> **EXERCISE DESCRIPTION**
Under this line are the records; write out word for word the part that begins at the line containing "let candidates = results.len();" and ends at the line containing "result.chunk.content = extracted;", and no more.

==========

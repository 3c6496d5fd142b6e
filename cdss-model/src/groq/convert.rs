//! Wire types for the OpenAI-compatible chat completions API.

use serde::{Deserialize, Serialize};

use crate::llm::{CompletionRequest, ResponseFormat};

#[derive(Debug, Serialize)]
pub(super) struct ChatRequest<'a> {
    pub model: &'a str,
    pub messages: Vec<WireMessage<'a>>,
    pub temperature: f32,
    #[serde(skip_serializing_if = "Option::is_none")]
    pub max_tokens: Option<u32>,
    #[serde(skip_serializing_if = "Option::is_none")]
    pub response_format: Option<WireResponseFormat>,
}

#[derive(Debug, Serialize)]
pub(super) struct WireMessage<'a> {
    pub role: &'static str,
    pub content: &'a str,
}

#[derive(Debug, Serialize)]
pub(super) struct WireResponseFormat {
    #[serde(rename = "type")]
    pub kind: &'static str,
}

#[derive(Debug, Deserialize)]
pub(super) struct ChatResponse {
    pub choices: Vec<Choice>,
}

#[derive(Debug, Deserialize)]
pub(super) struct Choice {
    pub message: ChoiceMessage,
}

#[derive(Debug, Deserialize)]
pub(super) struct ChoiceMessage {
    #[serde(default)]
    pub content: Option<String>,
}

#[derive(Debug, Deserialize)]
pub(super) struct ErrorResponse {
    pub error: ErrorDetail,
}

#[derive(Debug, Deserialize)]
pub(super) struct ErrorDetail {
    pub message: String,
}

pub(super) fn to_chat_request<'a>(
    model: &'a str,
    default_temperature: f32,
    request: &'a CompletionRequest,
) -> ChatRequest<'a> {
    ChatRequest {
        model,
        messages: request
            .messages
            .iter()
            .map(|m| WireMessage { role: m.role.as_str(), content: &m.content })
            .collect(),
        temperature: request.temperature.unwrap_or(default_temperature),
        max_tokens: request.max_tokens,
        response_format: match request.response_format {
            ResponseFormat::Text => None,
            ResponseFormat::JsonObject => Some(WireResponseFormat { kind: "json_object" }),
        },
    }
}
//! Chat-completion models for the heart failure guideline CDSS.
//!
//! The pipeline treats the language model as an opaque service. This crate
//! provides the [`ChatModel`] seam every stage talks to, a structured-output
//! helper, and a [`GroqClient`](groq::GroqClient) for Groq's OpenAI-compatible
//! chat completions API.
//!
//! # Example
//!
//! ```rust,ignore
//! use cdss_model::{ChatModel, CompletionRequest, Message};
//! use cdss_model::groq::{GroqClient, GroqConfig};
//!
//! let model = GroqClient::new(GroqConfig::from_env()?)?;
//! let answer = model
//!     .complete(CompletionRequest::new(vec![Message::user("What is HFrEF?")]))
//!     .await?;
//! ```

pub mod error;
pub mod groq;
pub mod llm;
pub mod message;

pub use error::{ModelError, Result};
pub use llm::{ChatModel, CompletionRequest, ResponseFormat, complete_structured};
pub use message::{Message, Role};
//! Relevance compression for retrieved chunks.
//!
//! A [`DocumentCompressor`] runs after similarity search and may only drop or
//! shorten candidates, never add them. [`LlmChainExtractor`] asks the chat
//! model, once per candidate, to copy out the parts relevant to the query.

use std::sync::Arc;

use async_trait::async_trait;
use cdss_model::{ChatModel, CompletionRequest, Message};
use tracing::{debug, error};

use crate::document::SearchResult;
use crate::error::Result;

/// Marker the extractor prompt asks for when nothing is relevant.
pub const NO_OUTPUT: &str = "NO_OUTPUT";

/// Filters or shortens search results given the original query.
#[async_trait]
pub trait DocumentCompressor: Send + Sync {
    /// Return the subset of `results` relevant to `query`, in the original order.
    async fn compress(&self, query: &str, results: Vec<SearchResult>) -> Result<Vec<SearchResult>>;
}

/// A compressor that returns results unchanged.
#[derive(Debug, Clone, Copy, Default)]
pub struct NoOpCompressor;

#[async_trait]
impl DocumentCompressor for NoOpCompressor {
    async fn compress(&self, _query: &str, results: Vec<SearchResult>) -> Result<Vec<SearchResult>> {
        Ok(results)
    }
}

/// Extracts query-relevant passages from each candidate with a chat model.
///
/// For every candidate:
/// - `NO_OUTPUT` or an empty reply drops the candidate
/// - a reply that appears verbatim in the chunk replaces the chunk content
/// - any other reply keeps the original content, so retrieved text is always
///   a substring of an indexed chunk
pub struct LlmChainExtractor {
    model: Arc<dyn ChatModel>,
    temperature: f32,
}

impl LlmChainExtractor {
    /// Create an extractor that calls `model` at the given temperature.
    pub fn new(model: Arc<dyn ChatModel>, temperature: f32) -> Self {
        Self { model, temperature }
    }

    fn prompt(query: &str, context: &str) -> String {
        format!(
            "Given the following question and context, extract any part of the context \
             *AS IS* that is relevant to answer the question. If none of the context is \
             relevant return {NO_OUTPUT}.\n\n\
             Remember, *DO NOT* edit the extracted parts of the context.\n\n\
             > Question: {query}\n\
             > Context:\n>>>\n{context}\n>>>\n\
             Extracted relevant parts:"
        )
    }
}

/// What to do with one candidate after extraction.
#[derive(Debug, PartialEq, Eq)]
enum Extraction {
    Drop,
    Replace(String),
    Keep,
}

fn interpret(original: &str, reply: &str) -> Extraction {
    let reply = reply.trim();
    if reply.is_empty() || reply == NO_OUTPUT || (reply.ends_with(NO_OUTPUT) && reply.len() < 32) {
        return Extraction::Drop;
    }
    if original.contains(reply) { Extraction::Replace(reply.to_string()) } else { Extraction::Keep }
}

#[async_trait]
impl DocumentCompressor for LlmChainExtractor {
    async fn compress(&self, query: &str, results: Vec<SearchResult>) -> Result<Vec<SearchResult>> {
        let candidates = results.len();
        let mut retained = Vec::with_capacity(candidates);

        for mut result in results {
            let request = CompletionRequest::new(vec![Message::user(Self::prompt(
                query,
                &result.chunk.content,
            ))])
            .with_temperature(self.temperature);

            let reply = self.model.complete(request).await.map_err(|e| {
                error!(chunk.id = %result.chunk.id, error = %e, "compression model call failed");
                e
            })?;

            match interpret(&result.chunk.content, &reply) {
                Extraction::Drop => {
                    debug!(chunk.id = %result.chunk.id, "dropped irrelevant chunk");
                }
                Extraction::Replace(extracted) => {
                    result.chunk.content = extracted;
                    retained.push(result);
                }
                Extraction::Keep => {
                    debug!(chunk.id = %result.chunk.id, "extraction not verbatim, keeping chunk");
                    retained.push(result);
                }
            }
        }

        debug!(candidates, retained = retained.len(), "compression finished");
        Ok(retained)
    }
}

#[cfg(test)]
mod tests {
    use super::*;

    #[test]
    fn interprets_extractor_replies() {
        let original = "Stage C: structural heart disease with current or previous symptoms of HF.";
        assert_eq!(interpret(original, "NO_OUTPUT"), Extraction::Drop);
        assert_eq!(interpret(original, "  \n"), Extraction::Drop);
        assert_eq!(interpret(original, "Answer: NO_OUTPUT"), Extraction::Drop);
        assert_eq!(
            interpret(original, " Stage C: structural heart disease "),
            Extraction::Replace("Stage C: structural heart disease".into())
        );
        assert_eq!(interpret(original, "Stage C means symptomatic HF"), Extraction::Keep);
    }
}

==========

> **REPLY TO THE EXERCISE**
        let candidates = results.len();
        let mut retained = Vec::with_capacity(candidates);

        for mut result in results {
            let request = CompletionRequest::new(vec![Message::user(Self::prompt(
                query,
                &result.chunk.content,
            ))])
            .with_temperature(self.temperature);

            let reply = self.model.complete(request).await.map_err(|e| {
                error!(chunk.id = %result.chunk.id, error = %e, "compression model call failed");
                e
            })?;

            match interpret(&result.chunk.content, &reply) {
                Extraction::Drop => {
                    debug!(chunk.id = %result.chunk.id, "dropped irrelevant chunk");
                }
                Extraction::Replace(extracted) => {
                    result.chunk.content = extracted;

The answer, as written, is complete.